• **TASK BRIEF**
Below are records; reproduce exactly the lines from the one that has "filename src/fetch/grid.rs" through the one that has "const TECH_FIELDS: &[(&str, &str)]", ends included, and nothing more.

--- INFORMATION Enclosed Below ---

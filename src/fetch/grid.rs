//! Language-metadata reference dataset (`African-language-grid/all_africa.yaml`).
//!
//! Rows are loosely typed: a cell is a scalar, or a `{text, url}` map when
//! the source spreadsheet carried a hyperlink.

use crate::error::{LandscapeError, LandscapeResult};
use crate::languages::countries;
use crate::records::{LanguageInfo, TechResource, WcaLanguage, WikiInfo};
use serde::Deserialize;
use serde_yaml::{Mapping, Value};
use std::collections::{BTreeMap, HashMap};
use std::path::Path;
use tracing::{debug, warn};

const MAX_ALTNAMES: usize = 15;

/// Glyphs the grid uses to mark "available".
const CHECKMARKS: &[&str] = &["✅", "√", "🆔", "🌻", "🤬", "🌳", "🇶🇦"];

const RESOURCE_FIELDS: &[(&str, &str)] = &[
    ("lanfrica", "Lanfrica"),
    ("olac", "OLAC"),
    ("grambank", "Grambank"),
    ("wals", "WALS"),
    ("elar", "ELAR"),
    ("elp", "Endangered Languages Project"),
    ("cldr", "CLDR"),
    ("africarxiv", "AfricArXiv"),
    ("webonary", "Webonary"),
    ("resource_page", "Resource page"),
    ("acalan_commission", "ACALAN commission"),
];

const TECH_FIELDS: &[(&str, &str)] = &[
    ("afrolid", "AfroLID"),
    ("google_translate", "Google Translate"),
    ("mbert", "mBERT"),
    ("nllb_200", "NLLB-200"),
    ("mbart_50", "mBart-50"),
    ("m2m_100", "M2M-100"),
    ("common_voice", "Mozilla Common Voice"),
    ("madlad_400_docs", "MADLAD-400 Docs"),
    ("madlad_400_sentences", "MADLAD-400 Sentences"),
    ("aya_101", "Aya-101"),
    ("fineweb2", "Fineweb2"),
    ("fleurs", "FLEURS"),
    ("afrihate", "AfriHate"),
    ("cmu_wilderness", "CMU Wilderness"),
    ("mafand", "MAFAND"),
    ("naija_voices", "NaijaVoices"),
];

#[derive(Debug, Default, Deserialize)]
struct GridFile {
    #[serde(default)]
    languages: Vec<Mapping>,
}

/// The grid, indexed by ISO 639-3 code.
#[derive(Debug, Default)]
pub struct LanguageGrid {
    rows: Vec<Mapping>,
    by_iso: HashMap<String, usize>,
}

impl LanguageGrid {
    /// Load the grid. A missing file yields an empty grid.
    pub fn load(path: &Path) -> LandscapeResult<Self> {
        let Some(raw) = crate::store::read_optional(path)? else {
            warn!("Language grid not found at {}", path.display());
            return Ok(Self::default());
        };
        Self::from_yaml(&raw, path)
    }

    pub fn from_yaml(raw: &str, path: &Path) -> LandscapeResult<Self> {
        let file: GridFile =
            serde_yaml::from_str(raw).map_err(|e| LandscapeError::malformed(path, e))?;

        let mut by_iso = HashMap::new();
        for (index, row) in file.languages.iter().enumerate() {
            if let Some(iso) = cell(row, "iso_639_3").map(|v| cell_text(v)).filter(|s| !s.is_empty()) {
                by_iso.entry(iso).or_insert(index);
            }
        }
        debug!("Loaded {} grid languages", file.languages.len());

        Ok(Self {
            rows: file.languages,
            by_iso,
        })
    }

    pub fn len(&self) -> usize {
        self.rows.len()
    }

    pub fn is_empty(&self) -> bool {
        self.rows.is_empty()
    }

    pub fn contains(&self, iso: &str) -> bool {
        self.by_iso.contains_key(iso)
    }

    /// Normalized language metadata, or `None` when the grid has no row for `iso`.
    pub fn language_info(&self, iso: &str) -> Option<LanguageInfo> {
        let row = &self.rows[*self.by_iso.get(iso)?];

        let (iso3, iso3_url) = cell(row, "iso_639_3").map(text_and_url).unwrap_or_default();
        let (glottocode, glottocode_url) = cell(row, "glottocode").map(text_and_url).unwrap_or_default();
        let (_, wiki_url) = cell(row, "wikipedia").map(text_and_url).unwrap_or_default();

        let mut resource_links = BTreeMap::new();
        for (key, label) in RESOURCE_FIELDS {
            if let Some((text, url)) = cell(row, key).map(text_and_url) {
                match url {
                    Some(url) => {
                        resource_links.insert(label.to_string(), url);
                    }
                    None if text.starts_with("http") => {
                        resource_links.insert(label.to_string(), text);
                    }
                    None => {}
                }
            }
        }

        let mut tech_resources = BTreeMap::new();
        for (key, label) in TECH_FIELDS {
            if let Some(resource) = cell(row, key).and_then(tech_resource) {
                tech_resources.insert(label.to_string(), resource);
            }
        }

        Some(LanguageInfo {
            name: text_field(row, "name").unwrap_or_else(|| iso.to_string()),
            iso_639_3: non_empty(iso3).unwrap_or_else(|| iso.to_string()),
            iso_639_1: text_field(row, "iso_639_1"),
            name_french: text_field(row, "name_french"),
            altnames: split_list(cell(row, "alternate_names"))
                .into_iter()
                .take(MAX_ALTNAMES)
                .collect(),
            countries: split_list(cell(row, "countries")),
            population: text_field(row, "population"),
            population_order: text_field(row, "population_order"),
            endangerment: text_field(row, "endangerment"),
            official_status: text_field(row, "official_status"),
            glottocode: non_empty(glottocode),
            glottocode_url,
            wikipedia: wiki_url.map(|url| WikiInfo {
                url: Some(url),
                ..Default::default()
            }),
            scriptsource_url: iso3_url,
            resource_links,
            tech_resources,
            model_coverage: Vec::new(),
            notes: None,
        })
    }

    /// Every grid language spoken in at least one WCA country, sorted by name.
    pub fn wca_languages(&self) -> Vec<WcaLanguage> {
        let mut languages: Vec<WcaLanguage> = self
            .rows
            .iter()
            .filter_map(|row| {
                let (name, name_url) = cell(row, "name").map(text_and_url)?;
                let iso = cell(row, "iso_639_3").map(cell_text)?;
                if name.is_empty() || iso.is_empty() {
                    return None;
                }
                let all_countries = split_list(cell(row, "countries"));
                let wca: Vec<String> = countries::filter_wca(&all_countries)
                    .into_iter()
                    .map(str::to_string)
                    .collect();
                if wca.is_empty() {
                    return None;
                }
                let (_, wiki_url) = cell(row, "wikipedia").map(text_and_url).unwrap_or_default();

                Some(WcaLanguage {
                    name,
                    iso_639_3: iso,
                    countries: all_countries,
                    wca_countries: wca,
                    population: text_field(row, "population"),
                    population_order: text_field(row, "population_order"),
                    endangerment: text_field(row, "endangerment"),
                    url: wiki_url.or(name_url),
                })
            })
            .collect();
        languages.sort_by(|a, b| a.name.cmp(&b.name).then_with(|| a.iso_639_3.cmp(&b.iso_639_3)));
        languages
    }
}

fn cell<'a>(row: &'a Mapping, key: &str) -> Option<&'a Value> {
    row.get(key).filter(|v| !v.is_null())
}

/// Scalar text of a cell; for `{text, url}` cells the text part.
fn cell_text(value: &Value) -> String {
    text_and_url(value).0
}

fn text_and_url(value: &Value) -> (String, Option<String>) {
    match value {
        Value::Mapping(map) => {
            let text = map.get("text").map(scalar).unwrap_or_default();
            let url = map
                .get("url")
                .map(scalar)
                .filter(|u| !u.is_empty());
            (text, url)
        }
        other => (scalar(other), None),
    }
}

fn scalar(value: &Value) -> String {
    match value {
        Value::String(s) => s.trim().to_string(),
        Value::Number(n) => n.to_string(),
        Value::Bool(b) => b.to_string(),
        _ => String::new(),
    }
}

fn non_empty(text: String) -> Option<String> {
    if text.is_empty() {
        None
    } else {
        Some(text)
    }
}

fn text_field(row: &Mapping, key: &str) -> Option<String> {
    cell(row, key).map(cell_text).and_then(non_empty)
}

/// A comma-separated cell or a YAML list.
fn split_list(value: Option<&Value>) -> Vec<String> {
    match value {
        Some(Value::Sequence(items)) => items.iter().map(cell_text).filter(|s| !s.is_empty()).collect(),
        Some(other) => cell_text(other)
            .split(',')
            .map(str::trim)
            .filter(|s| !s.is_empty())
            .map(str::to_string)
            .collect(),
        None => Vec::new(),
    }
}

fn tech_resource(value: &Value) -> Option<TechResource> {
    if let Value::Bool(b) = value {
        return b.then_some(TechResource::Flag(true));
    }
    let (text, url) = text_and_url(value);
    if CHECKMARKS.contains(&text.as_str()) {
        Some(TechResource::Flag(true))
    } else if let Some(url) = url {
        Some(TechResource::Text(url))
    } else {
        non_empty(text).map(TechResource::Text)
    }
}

--- End of Enclosed INFORMATION ---
--- INFORMATION Enclosed Below ---

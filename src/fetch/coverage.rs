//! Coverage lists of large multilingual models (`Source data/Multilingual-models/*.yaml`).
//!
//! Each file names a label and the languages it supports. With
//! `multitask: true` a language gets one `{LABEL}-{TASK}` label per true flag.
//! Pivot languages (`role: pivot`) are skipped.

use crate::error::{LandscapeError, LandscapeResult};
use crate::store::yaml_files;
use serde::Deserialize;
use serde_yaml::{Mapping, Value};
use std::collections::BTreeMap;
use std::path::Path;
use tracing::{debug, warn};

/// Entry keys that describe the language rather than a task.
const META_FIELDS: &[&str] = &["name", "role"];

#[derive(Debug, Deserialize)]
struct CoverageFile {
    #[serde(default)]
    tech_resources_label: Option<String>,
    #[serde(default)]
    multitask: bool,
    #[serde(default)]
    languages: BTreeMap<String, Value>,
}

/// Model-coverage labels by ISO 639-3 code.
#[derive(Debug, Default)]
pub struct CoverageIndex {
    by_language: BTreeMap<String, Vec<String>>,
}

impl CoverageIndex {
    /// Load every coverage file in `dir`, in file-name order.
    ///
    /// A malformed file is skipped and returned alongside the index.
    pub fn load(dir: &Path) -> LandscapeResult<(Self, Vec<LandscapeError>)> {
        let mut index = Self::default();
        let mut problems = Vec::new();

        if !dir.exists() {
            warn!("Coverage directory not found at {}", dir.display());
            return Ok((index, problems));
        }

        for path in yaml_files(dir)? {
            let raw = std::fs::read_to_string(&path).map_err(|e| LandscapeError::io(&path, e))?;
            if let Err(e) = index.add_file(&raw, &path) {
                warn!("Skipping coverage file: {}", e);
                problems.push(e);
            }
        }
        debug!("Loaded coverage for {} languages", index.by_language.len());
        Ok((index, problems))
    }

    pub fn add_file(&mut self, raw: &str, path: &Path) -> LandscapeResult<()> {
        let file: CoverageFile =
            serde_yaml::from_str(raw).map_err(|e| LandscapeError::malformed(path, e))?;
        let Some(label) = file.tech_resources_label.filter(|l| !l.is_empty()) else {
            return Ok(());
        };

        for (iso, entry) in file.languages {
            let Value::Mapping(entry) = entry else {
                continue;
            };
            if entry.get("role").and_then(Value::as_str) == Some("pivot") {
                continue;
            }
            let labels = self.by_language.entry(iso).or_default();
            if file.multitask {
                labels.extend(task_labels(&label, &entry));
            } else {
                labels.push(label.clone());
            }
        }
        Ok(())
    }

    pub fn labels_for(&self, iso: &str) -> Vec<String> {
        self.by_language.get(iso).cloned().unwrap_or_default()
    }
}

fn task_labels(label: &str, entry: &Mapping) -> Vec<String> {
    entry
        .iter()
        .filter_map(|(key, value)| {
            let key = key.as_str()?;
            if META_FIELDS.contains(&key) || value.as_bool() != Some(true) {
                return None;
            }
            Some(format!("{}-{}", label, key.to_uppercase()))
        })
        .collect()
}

--- End of Enclosed INFORMATION ---

• **SOLUTION**
filename src/fetch/grid.rs
//! Language-metadata reference dataset (`African-language-grid/all_africa.yaml`).
//!
//! Rows are loosely typed: a cell is a scalar, or a `{text, url}` map when
//! the source spreadsheet carried a hyperlink.

use crate::error::{LandscapeError, LandscapeResult};
use crate::languages::countries;
use crate::records::{LanguageInfo, TechResource, WcaLanguage, WikiInfo};
use serde::Deserialize;
use serde_yaml::{Mapping, Value};
use std::collections::{BTreeMap, HashMap};
use std::path::Path;
use tracing::{debug, warn};

const MAX_ALTNAMES: usize = 15;

/// Glyphs the grid uses to mark "available".
const CHECKMARKS: &[&str] = &["✅", "√", "🆔", "🌻", "🤬", "🌳", "🇶🇦"];

const RESOURCE_FIELDS: &[(&str, &str)] = &[
    ("lanfrica", "Lanfrica"),
    ("olac", "OLAC"),
    ("grambank", "Grambank"),
    ("wals", "WALS"),
    ("elar", "ELAR"),
    ("elp", "Endangered Languages Project"),
    ("cldr", "CLDR"),
    ("africarxiv", "AfricArXiv"),
    ("webonary", "Webonary"),
    ("resource_page", "Resource page"),
    ("acalan_commission", "ACALAN commission"),
];

const TECH_FIELDS: &[(&str, &str)] = &[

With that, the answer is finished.